有预谋的杀人,而且手段凶残;完事后三个人还像没事人一样正常去上课,有一个还是受害人的同桌。至少在案发之前,他们在教室里看上去和其他人一模一样。
真正让我感到恐惧的是,就是这种若无其事:剥夺其他人生命,没有对他们的心灵造成冲击。作案手段凶残,受害者的挣扎也对他们没有触动——他们似乎失去了“感知他人痛苦的能力”。
孙立平老师讲的故事,也是这个意思。
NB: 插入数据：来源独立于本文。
//! Push notification routes
//!
//! The VAPID public key is public (browsers need it before login); the
//! subscription management routes are admin-only.

pub mod handler;

use axum::{
    Router,
    routing::{get, post},
};

use crate::core::ServerState;

pub fn router() -> Router<ServerState> {
    Router::new().nest("/api/notification", routes())
}

fn routes() -> Router<ServerState> {
    Router::new()
        .route("/vapid-public-key", get(handler::vapid_public_key))
        .route("/admin/subscribe", post(handler::subscribe))
        .route("/admin/unsubscribe", post(handler::unsubscribe))
        .route("/admin/test", post(handler::test))
        .route("/admin/debug", get(handler::debug))
}
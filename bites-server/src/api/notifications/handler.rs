//! Push notification handlers

use axum::Json;
use axum::extract::State;
use serde::{Deserialize, Serialize};

use crate::auth::AdminUser;
use crate::core::ServerState;
use crate::db::models::{PushSubscription, SubscriptionCreate};
use crate::db::repository::SubscriptionRepository;
use crate::services::NotifierEvent;
use crate::utils::{ApiResponse, AppError, AppResult, ok, ok_empty, ok_with_message};

#[derive(Debug, Serialize)]
pub struct VapidKeyResponse {
    pub public_key: String,
}

#[derive(Debug, Deserialize)]
pub struct UnsubscribeRequest {
    pub endpoint: String,
}

/// Channel configuration and subscription count for troubleshooting
#[derive(Debug, Serialize)]
pub struct NotificationDebugInfo {
    pub subscriptions: usize,
    pub push_configured: bool,
    pub email_configured: bool,
}

/// GET /api/notification/vapid-public-key (public)
pub async fn vapid_public_key(
    State(state): State<ServerState>,
) -> AppResult<Json<ApiResponse<VapidKeyResponse>>> {
    let public_key = state
        .config
        .vapid_public_key
        .clone()
        .ok_or_else(|| AppError::not_found("Push notifications are not configured"))?;
    Ok(ok(VapidKeyResponse { public_key }))
}

/// POST /api/notification/admin/subscribe (admin)
pub async fn subscribe(
    _admin: AdminUser,
    State(state): State<ServerState>,
    Json(payload): Json<SubscriptionCreate>,
) -> AppResult<Json<ApiResponse<PushSubscription>>> {
    let repo = SubscriptionRepository::new(state.get_db());
    let sub = repo.upsert(payload).await?;
    tracing::info!(endpoint = %sub.masked_endpoint(), "Push subscription stored");
    Ok(ok_with_message(sub, "Subscription saved"))
}

/// POST /api/notification/admin/unsubscribe (admin)
pub async fn unsubscribe(
    _admin: AdminUser,
    State(state): State<ServerState>,
    Json(payload): Json<UnsubscribeRequest>,
) -> AppResult<Json<ApiResponse<()>>> {
    let repo = SubscriptionRepository::new(state.get_db());
    repo.remove_by_endpoint(&payload.endpoint).await?;
    Ok(ok_empty("Subscription removed"))
}

/// POST /api/notification/admin/test (admin)
pub async fn test(
    _admin: AdminUser,
    State(state): State<ServerState>,
) -> AppResult<Json<ApiResponse<()>>> {
    state.notifier.notifier().notify(NotifierEvent::Test);
    Ok(ok_empty("Test notification queued"))
}

/// GET /api/notification/admin/debug (admin)
pub async fn debug(
    _admin: AdminUser,
    State(state): State<ServerState>,
) -> AppResult<Json<ApiResponse<NotificationDebugInfo>>> {
    let repo = SubscriptionRepository::new(state.get_db());
    Ok(ok(NotificationDebugInfo {
        subscriptions: repo.count().await?,
        push_configured: state.config.vapid_private_key.is_some(),
        email_configured: state.config.resend_api_key.is_some()
            && state.config.admin_email.is_some(),
    }))
}
//! Order Repository
//!
//! Order rows are append-only; fulfillment flips the `delivered` and
//! `cancelled` flags. The delivered flip and its stock side effect run in
//! a single transaction so the two can never diverge.

use surrealdb::{RecordId, Surreal};
use surrealdb::engine::local::Db;

use super::{BaseRepository, RepoError, RepoResult, record_key};
use crate::db::models::{NewOrder, Order, sort_for_admin};

const ORDER_TABLE: &str = "orders";

#[derive(Clone)]
pub struct OrderRepository {
    base: BaseRepository,
}

impl OrderRepository {
    pub fn new(db: Surreal<Db>) -> Self {
        Self {
            base: BaseRepository::new(db),
        }
    }

    /// Persist one row per cart line in a single batch insert
    pub async fn create_many(&self, rows: Vec<NewOrder>) -> RepoResult<Vec<Order>> {
        if rows.is_empty() {
            return Err(RepoError::Validation("No order rows to create".into()));
        }
        let created: Vec<Order> = self.base.db().insert(ORDER_TABLE).content(rows).await?;
        Ok(created)
    }

    /// One user's orders, newest first
    pub async fn find_for_user(&self, user: &RecordId) -> RepoResult<Vec<Order>> {
        let orders: Vec<Order> = self
            .base
            .db()
            .query("SELECT * FROM orders WHERE user = $user ORDER BY created_at DESC")
            .bind(("user", user.to_string()))
            .await?
            .take(0)?;
        Ok(orders)
    }

    /// All orders for the admin console: pending first, then delivered,
    /// then cancelled, newest first within each group
    pub async fn find_all_for_admin(&self) -> RepoResult<Vec<Order>> {
        let mut orders: Vec<Order> = self
            .base
            .db()
            .query("SELECT * FROM orders")
            .await?
            .take(0)?;
        sort_for_admin(&mut orders);
        Ok(orders)
    }

    pub async fn find_by_id(&self, id: &str) -> RepoResult<Option<Order>> {
        let key = record_key(ORDER_TABLE, id).to_string();
        let order: Option<Order> = self.base.db().select((ORDER_TABLE, key)).await?;
        Ok(order)
    }

    /// Flip the delivered flag and adjust the product's stock in one
    /// transaction.
    ///
    /// delivering: stock -= quantity (floored at 0)
    /// un-delivering (manual correction): stock += quantity
    ///
    /// The caller must have verified the order is not cancelled and that
    /// the flag actually changes.
    pub async fn set_delivered(&self, order: &Order, delivered: bool) -> RepoResult<Order> {
        let order_rid = order
            .id
            .as_ref()
            .map(|id| id.to_string())
            .ok_or_else(|| RepoError::Database("Order row missing id".into()))?;
        let product_rid = order.product.to_string();
        let delta: i64 = if delivered {
            -(order.quantity as i64)
        } else {
            order.quantity as i64
        };

        let mut result = self
            .base
            .db()
            .query(
                "BEGIN TRANSACTION;
                 UPDATE type::record($order) SET delivered = $delivered RETURN AFTER;
                 UPDATE type::record($product) SET stock = math::max([stock + $delta, 0]);
                 COMMIT TRANSACTION;",
            )
            .bind(("order", order_rid.clone()))
            .bind(("delivered", delivered))
            .bind(("product", product_rid))
            .bind(("delta", delta))
            .await?;

        let orders: Vec<Order> = result.take(0)?;
        orders
            .into_iter()
            .next()
            .ok_or_else(|| RepoError::NotFound(format!("Order {} not found", order_rid)))
    }

    /// Mark an order cancelled with an optional free-text reason.
    ///
    /// The caller must have verified the order is neither delivered nor
    /// already cancelled.
    pub async fn cancel(&self, id: &str, reason: Option<String>) -> RepoResult<Order> {
        let rid = format!("{}:{}", ORDER_TABLE, record_key(ORDER_TABLE, id));
        let mut result = self
            .base
            .db()
            .query("UPDATE type::record($rid) SET cancelled = true, cancel_reason = $reason RETURN AFTER")
            .bind(("rid", rid))
            .bind(("reason", reason))
            .await?;
        let orders: Vec<Order> = result.take(0)?;
        orders
            .into_iter()
            .next()
            .ok_or_else(|| RepoError::NotFound(format!("Order {} not found", id)))
    }
}
use crate::auth::JwtConfig;

/// Server configuration
///
/// # Environment variables
///
/// | Variable | Default | Notes |
/// |----------|---------|-------|
/// | WORK_DIR | /var/lib/campusbites | database and log files |
/// | HTTP_PORT | 3000 | HTTP API port |
/// | ENVIRONMENT | development | development \| staging \| production |
/// | ADMIN_EMAIL | (unset) | recipient of order emails |
/// | RESEND_API_KEY | (unset) | email channel disabled when unset |
/// | EMAIL_FROM | CampusBites <orders@campusbites.app> | sender address |
/// | VAPID_PUBLIC_KEY | (unset) | push channel disabled when unset |
/// | VAPID_PRIVATE_KEY | (unset) | URL-safe base64 |
/// | VAPID_SUBJECT | mailto:admin@campusbites.app | VAPID contact |
#[derive(Debug, Clone)]
pub struct Config {
    /// Working directory for the database and log files
    pub work_dir: String,
    /// HTTP API port
    pub http_port: u16,
    /// JWT configuration
    pub jwt: JwtConfig,
    /// Runtime environment: development | staging | production
    pub environment: String,

    // === Notification channels ===
    /// Recipient of order notification emails
    pub admin_email: Option<String>,
    /// Resend API key; the email channel is disabled when unset
    pub resend_api_key: Option<String>,
    /// Sender address for outgoing email
    pub email_from: String,
    /// VAPID public key handed to browsers
    pub vapid_public_key: Option<String>,
    /// VAPID private key; the push channel is disabled when unset
    pub vapid_private_key: Option<String>,
    /// VAPID contact claim
    pub vapid_subject: String,
}

impl Config {
    /// Load configuration from environment variables, falling back to
    /// defaults
    pub fn from_env() -> Self {
        Self {
            work_dir: std::env::var("WORK_DIR").unwrap_or_else(|_| "/var/lib/campusbites".into()),
            http_port: std::env::var("HTTP_PORT")
                .ok()
                .and_then(|p| p.parse().ok())
                .unwrap_or(3000),
            jwt: JwtConfig::default(),
            environment: std::env::var("ENVIRONMENT").unwrap_or_else(|_| "development".into()),

            admin_email: std::env::var("ADMIN_EMAIL").ok(),
            resend_api_key: std::env::var("RESEND_API_KEY").ok(),
            email_from: std::env::var("EMAIL_FROM")
                .unwrap_or_else(|_| "CampusBites <orders@campusbites.app>".into()),
            vapid_public_key: std::env::var("VAPID_PUBLIC_KEY").ok(),
            vapid_private_key: std::env::var("VAPID_PRIVATE_KEY").ok(),
            vapid_subject: std::env::var("VAPID_SUBJECT")
                .unwrap_or_else(|_| "mailto:admin@campusbites.app".into()),
        }
    }

    pub fn is_production(&self) -> bool {
        self.environment == "production"
    }

    pub fn is_development(&self) -> bool {
        self.environment == "development"
    }
}

impl Default for Config {
    fn default() -> Self {
        Self::from_env()
    }
}
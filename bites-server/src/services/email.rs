//! Transactional email
//!
//! Sends order confirmations through the Resend HTTP API. When no API
//! key is configured the client is simply not constructed and the email
//! channel stays silent.

use async_trait::async_trait;
use serde::Serialize;
use thiserror::Error;

const RESEND_API_URL: &str = "https://api.resend.com/emails";

#[derive(Error, Debug)]
pub enum EmailError {
    #[error("Email request failed: {0}")]
    Request(String),

    #[error("Email provider rejected the message: {0}")]
    Rejected(String),
}

/// Outgoing email seam; the notifier tests swap in a mock here
#[async_trait]
pub trait EmailSender: Send + Sync {
    async fn send(&self, to: &str, subject: &str, html: &str) -> Result<(), EmailError>;
}

#[derive(Serialize)]
struct SendRequest<'a> {
    from: &'a str,
    to: Vec<&'a str>,
    subject: &'a str,
    html: &'a str,
}

#[derive(Clone)]
pub struct EmailClient {
    http: reqwest::Client,
    api_key: String,
    from: String,
}

impl EmailClient {
    pub fn new(api_key: String, from: String) -> Self {
        Self {
            http: reqwest::Client::new(),
            api_key,
            from,
        }
    }
}

#[async_trait]
impl EmailSender for EmailClient {
    async fn send(&self, to: &str, subject: &str, html: &str) -> Result<(), EmailError> {
        let body = SendRequest {
            from: &self.from,
            to: vec![to],
            subject,
            html,
        };

        let response = self
            .http
            .post(RESEND_API_URL)
            .bearer_auth(&self.api_key)
            .json(&body)
            .send()
            .await
            .map_err(|e| EmailError::Request(e.to_string()))?;

        if !response.status().is_success() {
            let status = response.status();
            let text = response.text().await.unwrap_or_default();
            return Err(EmailError::Rejected(format!("{}: {}", status, text)));
        }

        Ok(())
    }
}
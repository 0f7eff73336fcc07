//! Product catalog routes
//!
//! Reads are public; catalog management requires the ADMIN role.

pub mod handler;

use axum::{Router, routing::get};

use crate::core::ServerState;

pub fn router() -> Router<ServerState> {
    Router::new().nest("/api/product", routes())
}

fn routes() -> Router<ServerState> {
    Router::new()
        .route("/", get(handler::list).post(handler::create))
        .route(
            "/{id}",
            get(handler::get_by_id)
                .put(handler::update)
                .delete(handler::delete),
        )
}
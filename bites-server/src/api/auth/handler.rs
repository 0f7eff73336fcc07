//! Registration and login handlers

use axum::Json;
use axum::extract::State;
use serde::{Deserialize, Serialize};

use crate::auth::CurrentUser;
use crate::core::ServerState;
use crate::db::models::{Role, UserCreate, UserInfo};
use crate::db::repository::UserRepository;
use crate::utils::{ApiResponse, AppError, AppResult, ok, ok_with_message};

#[derive(Debug, Deserialize)]
pub struct LoginRequest {
    pub email: String,
    pub password: String,
}

#[derive(Debug, Serialize, Deserialize)]
pub struct LoginResponse {
    pub token: String,
    pub user: UserInfo,
}

/// POST /api/auth/register
pub async fn register(
    State(state): State<ServerState>,
    Json(payload): Json<UserCreate>,
) -> AppResult<Json<ApiResponse<UserInfo>>> {
    if payload.name.trim().is_empty() || payload.email.trim().is_empty() {
        return Err(AppError::validation("Provide name, email and password"));
    }
    if payload.password.len() < 8 {
        return Err(AppError::validation(
            "Password must be at least 8 characters",
        ));
    }

    let repo = UserRepository::new(state.get_db());
    let user = repo.create(payload, Role::User).await?;

    tracing::info!(email = %user.email, "User registered");
    Ok(ok_with_message(
        UserInfo::from(&user),
        "User registered successfully",
    ))
}

/// POST /api/auth/login
pub async fn login(
    State(state): State<ServerState>,
    Json(payload): Json<LoginRequest>,
) -> AppResult<Json<ApiResponse<LoginResponse>>> {
    let repo = UserRepository::new(state.get_db());

    let user = repo
        .find_by_email(&payload.email)
        .await?
        .ok_or_else(AppError::invalid_credentials)?;

    let valid = user
        .verify_password(&payload.password)
        .map_err(|e| AppError::internal(format!("Password verification failed: {}", e)))?;
    if !valid {
        return Err(AppError::invalid_credentials());
    }

    let user_id = user
        .id
        .as_ref()
        .map(|id| id.to_string())
        .ok_or_else(|| AppError::internal("User row missing id"))?;

    let token = state
        .get_jwt_service()
        .generate_token(&user_id, &user.name, user.role)
        .map_err(|e| AppError::internal(format!("Token generation failed: {}", e)))?;

    tracing::info!(email = %user.email, "User logged in");
    Ok(ok_with_message(
        LoginResponse {
            token,
            user: UserInfo::from(&user),
        },
        "Login successful",
    ))
}

/// GET /api/auth/user-details
///
/// The profile behind the presented token, fresh from the database.
pub async fn user_details(
    user: CurrentUser,
    State(state): State<ServerState>,
) -> AppResult<Json<ApiResponse<UserInfo>>> {
    let repo = UserRepository::new(state.get_db());
    let found = repo
        .find_by_id(&user.id)
        .await?
        .ok_or_else(|| AppError::not_found("User not found"))?;
    Ok(ok(UserInfo::from(&found)))
}
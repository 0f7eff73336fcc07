//! Repository Module
//!
//! CRUD operations over the embedded SurrealDB tables. Record references
//! are stored as `"table:id"` strings (see `models::serde_helpers`), so
//! queries bind plain strings and address rows via `type::record()`.

// Accounts
pub mod user;

// Catalog
pub mod product;

// Checkout
pub mod address;
pub mod cart;
pub mod order;

// Notifications
pub mod subscription;

// Re-exports
pub use address::AddressRepository;
pub use cart::CartRepository;
pub use order::OrderRepository;
pub use product::ProductRepository;
pub use subscription::SubscriptionRepository;
pub use user::UserRepository;

use surrealdb::Surreal;
use surrealdb::engine::local::Db;
use thiserror::Error;

/// Repository error types
#[derive(Debug, Error)]
pub enum RepoError {
    #[error("Not found: {0}")]
    NotFound(String),

    #[error("Duplicate: {0}")]
    Duplicate(String),

    #[error("Database error: {0}")]
    Database(String),

    #[error("Validation error: {0}")]
    Validation(String),
}

impl From<surrealdb::Error> for RepoError {
    fn from(err: surrealdb::Error) -> Self {
        RepoError::Database(err.to_string())
    }
}

/// Result type for repository operations
pub type RepoResult<T> = Result<T, RepoError>;

/// Strip a `"table:"` prefix so callers may pass either form
pub fn record_key<'a>(table: &'a str, id: &'a str) -> &'a str {
    let prefix_len = table.len() + 1;
    if id.starts_with(table) && id.as_bytes().get(table.len()) == Some(&b':') {
        &id[prefix_len..]
    } else {
        id
    }
}

/// Full `"table:id"` reference string
pub fn record_ref(table: &str, id: &str) -> String {
    format!("{}:{}", table, record_key(table, id))
}

/// Base repository with database reference
#[derive(Clone)]
pub struct BaseRepository {
    db: Surreal<Db>,
}

impl BaseRepository {
    pub fn new(db: Surreal<Db>) -> Self {
        Self { db }
    }

    pub fn db(&self) -> &Surreal<Db> {
        &self.db
    }
}
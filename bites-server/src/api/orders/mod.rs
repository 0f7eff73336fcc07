//! Order routes
//!
//! Checkout and the user's own history require a logged-in user; the
//! fulfillment console requires the ADMIN role (enforced per handler).

pub mod handler;

use axum::{
    Router,
    routing::{get, post, put},
};

use crate::core::ServerState;

pub fn router() -> Router<ServerState> {
    Router::new().nest("/api/order", routes())
}

fn routes() -> Router<ServerState> {
    Router::new()
        .route("/cash-on-delivery", post(handler::cash_on_delivery))
        .route("/order-list", get(handler::order_list))
        .route("/cancel", put(handler::cancel))
        .route("/admin/all", get(handler::admin_all))
        .route("/admin/update-delivered", put(handler::update_delivered))
}
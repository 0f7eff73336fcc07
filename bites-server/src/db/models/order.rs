//! Order Model
//!
//! One order row per cart line item: a multi-item checkout produces N
//! rows sharing the same address and totals. The product snapshot is
//! captured at creation time and never re-fetched for historical views.
//!
//! Lifecycle: created pending, then flipped by admin action to delivered
//! or cancelled. `delivered` and `cancelled` are never both true; rows
//! are never deleted.

use serde::{Deserialize, Serialize};
use surrealdb::RecordId;

use super::serde_helpers;

pub const PAYMENT_STATUS_COD: &str = "CASH ON DELIVERY";

/// Immutable product snapshot embedded in each order row
#[derive(Debug, Clone, Serialize, Deserialize)]
pub struct ProductSnapshot {
    pub name: String,
    #[serde(default)]
    pub image: Vec<String>,
}

/// Derived lifecycle state, used for admin console grouping
#[derive(Debug, Clone, Copy, Serialize, Deserialize, PartialEq, Eq)]
#[serde(rename_all = "SCREAMING_SNAKE_CASE")]
pub enum OrderStatus {
    Pending,
    Delivered,
    Cancelled,
}

impl OrderStatus {
    /// Admin console group rank: pending first, cancelled last
    pub fn rank(&self) -> u8 {
        match self {
            OrderStatus::Pending => 0,
            OrderStatus::Delivered => 1,
            OrderStatus::Cancelled => 2,
        }
    }
}

/// Order row
#[derive(Debug, Clone, Serialize, Deserialize)]
pub struct Order {
    #[serde(
        default,
        with = "serde_helpers::option_record_id",
        skip_serializing_if = "Option::is_none"
    )]
    pub id: Option<RecordId>,
    /// Human-readable order identifier (`ORD-<uuid>`)
    pub order_id: String,
    #[serde(with = "serde_helpers::record_id")]
    pub user: RecordId,
    #[serde(with = "serde_helpers::record_id")]
    pub product: RecordId,
    pub product_details: ProductSnapshot,
    pub quantity: u32,
    pub payment_status: String,
    #[serde(with = "serde_helpers::record_id")]
    pub delivery_address: RecordId,
    pub subtotal: f64,
    pub total: f64,
    #[serde(default)]
    pub delivered: bool,
    #[serde(default)]
    pub cancelled: bool,
    #[serde(default, skip_serializing_if = "Option::is_none")]
    pub cancel_reason: Option<String>,
    pub created_at: String,
}

impl Order {
    pub fn status(&self) -> OrderStatus {
        if self.cancelled {
            OrderStatus::Cancelled
        } else if self.delivered {
            OrderStatus::Delivered
        } else {
            OrderStatus::Pending
        }
    }
}

/// Write-side row for batch order creation
#[derive(Debug, Clone, Serialize)]
pub struct NewOrder {
    pub order_id: String,
    #[serde(with = "serde_helpers::record_id")]
    pub user: RecordId,
    #[serde(with = "serde_helpers::record_id")]
    pub product: RecordId,
    pub product_details: ProductSnapshot,
    pub quantity: u32,
    pub payment_status: String,
    #[serde(with = "serde_helpers::record_id")]
    pub delivery_address: RecordId,
    pub subtotal: f64,
    pub total: f64,
    pub delivered: bool,
    pub cancelled: bool,
    pub created_at: String,
}

impl NewOrder {
    pub fn cash_on_delivery(
        user: RecordId,
        product: RecordId,
        snapshot: ProductSnapshot,
        quantity: u32,
        delivery_address: RecordId,
        subtotal: f64,
        total: f64,
    ) -> Self {
        Self {
            order_id: format!("ORD-{}", uuid::Uuid::new_v4()),
            user,
            product,
            product_details: snapshot,
            quantity,
            payment_status: PAYMENT_STATUS_COD.to_string(),
            delivery_address,
            subtotal,
            total,
            delivered: false,
            cancelled: false,
            created_at: chrono::Utc::now().to_rfc3339(),
        }
    }
}

/// Sort for the admin console: pending before delivered before cancelled,
/// newest first within each group
pub fn sort_for_admin(orders: &mut [Order]) {
    orders.sort_by(|a, b| {
        a.status()
            .rank()
            .cmp(&b.status().rank())
            .then_with(|| b.created_at.cmp(&a.created_at))
    });
}

#[cfg(test)]
mod tests {
    use super::*;

    fn order(delivered: bool, cancelled: bool, created_at: &str) -> Order {
        Order {
            id: None,
            order_id: format!("ORD-{}", uuid::Uuid::new_v4()),
            user: RecordId::from_table_key("user", "u1"),
            product: RecordId::from_table_key("product", "p1"),
            product_details: ProductSnapshot {
                name: "Samosa".into(),
                image: vec![],
            },
            quantity: 1,
            payment_status: PAYMENT_STATUS_COD.into(),
            delivery_address: RecordId::from_table_key("address", "a1"),
            subtotal: 50.0,
            total: 50.0,
            delivered,
            cancelled,
            cancel_reason: None,
            created_at: created_at.into(),
        }
    }

    #[test]
    fn status_is_derived_from_flags() {
        assert_eq!(order(false, false, "t").status(), OrderStatus::Pending);
        assert_eq!(order(true, false, "t").status(), OrderStatus::Delivered);
        assert_eq!(order(false, true, "t").status(), OrderStatus::Cancelled);
    }

    #[test]
    fn admin_sort_groups_by_status_then_newest_first() {
        let mut orders = vec![
            order(true, false, "2026-01-03T10:00:00+00:00"),
            order(false, true, "2026-01-05T10:00:00+00:00"),
            order(false, false, "2026-01-01T10:00:00+00:00"),
            order(false, false, "2026-01-04T10:00:00+00:00"),
            order(true, false, "2026-01-02T10:00:00+00:00"),
        ];

        sort_for_admin(&mut orders);

        let statuses: Vec<OrderStatus> = orders.iter().map(|o| o.status()).collect();
        assert_eq!(
            statuses,
            vec![
                OrderStatus::Pending,
                OrderStatus::Pending,
                OrderStatus::Delivered,
                OrderStatus::Delivered,
                OrderStatus::Cancelled,
            ]
        );

        // Pending group: newest first
        assert_eq!(orders[0].created_at, "2026-01-04T10:00:00+00:00");
        assert_eq!(orders[1].created_at, "2026-01-01T10:00:00+00:00");
        // Delivered group: newest first
        assert_eq!(orders[2].created_at, "2026-01-03T10:00:00+00:00");
        assert_eq!(orders[3].created_at, "2026-01-02T10:00:00+00:00");
    }

    #[test]
    fn new_cod_order_has_generated_id_and_pending_flags() {
        let row = NewOrder::cash_on_delivery(
            RecordId::from_table_key("user", "u1"),
            RecordId::from_table_key("product", "p1"),
            ProductSnapshot {
                name: "Samosa".into(),
                image: vec![],
            },
            2,
            RecordId::from_table_key("address", "a1"),
            100.0,
            100.0,
        );

        assert!(row.order_id.starts_with("ORD-"));
        assert_eq!(row.payment_status, PAYMENT_STATUS_COD);
        assert!(!row.delivered);
        assert!(!row.cancelled);
    }
}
人和动物,会对同伴有恻隐之心,能够感受到对方的痛苦,这是一种能力。
但是,这种能力是天生的吗?现在看来,至少对人类而言,这不是“生来如此”,而是后天也就是早期教育塑造的。
这次很多人都谈到留守儿童和父母分离的问题,这可能会影响几代中国人的“情感反应”。还有一个重要问题,如今留守儿童普遍都有智能手机,游戏和视频代替父母,更多陪伴着他们。
很明显,电子产品带来的冲击,还缺乏足够的认识,手机里的“杀戮”,只会让人痛快,而不会让人感到痛苦。
其实我很想看到媒体报道,这三个小孩平常玩什么游戏,看什么样的视频,他们这个“小组”,是在模仿什么,要“实现”什么?说得残忍点,与其让他们赶紧死掉,还不如进行更充分的调查和研究——他们真的是全国初中生的异类,还是和大家都差不多,只是“普通的孩子”?
我也像孙立平老师一样,发出了疑问,没有给出答案。这是因为现实中有一个屏障。
我们这个社会对教育和儿童都非常重视,过去几年,每个学期开学,网上都有中小学生自杀的帖子,但是没看到报道,更没看到有质量的统计和研究,因为我们认为这种事公开了不好,关于青少年的信息,应该更谨慎地管理。
对此我有相当大的疑惑。过去,我们是从“保护未成年人”的角度,认为自杀和犯罪事件可能会引来效仿,从而尽量保密。实际上,初中生人手一部手机,他们什么都知道;他们甚至有自己的“少年社会”,而成年人却还在“掩耳盗铃”。
或许可以从这三个凶手开始,我们试着多了解一点,多公开一点。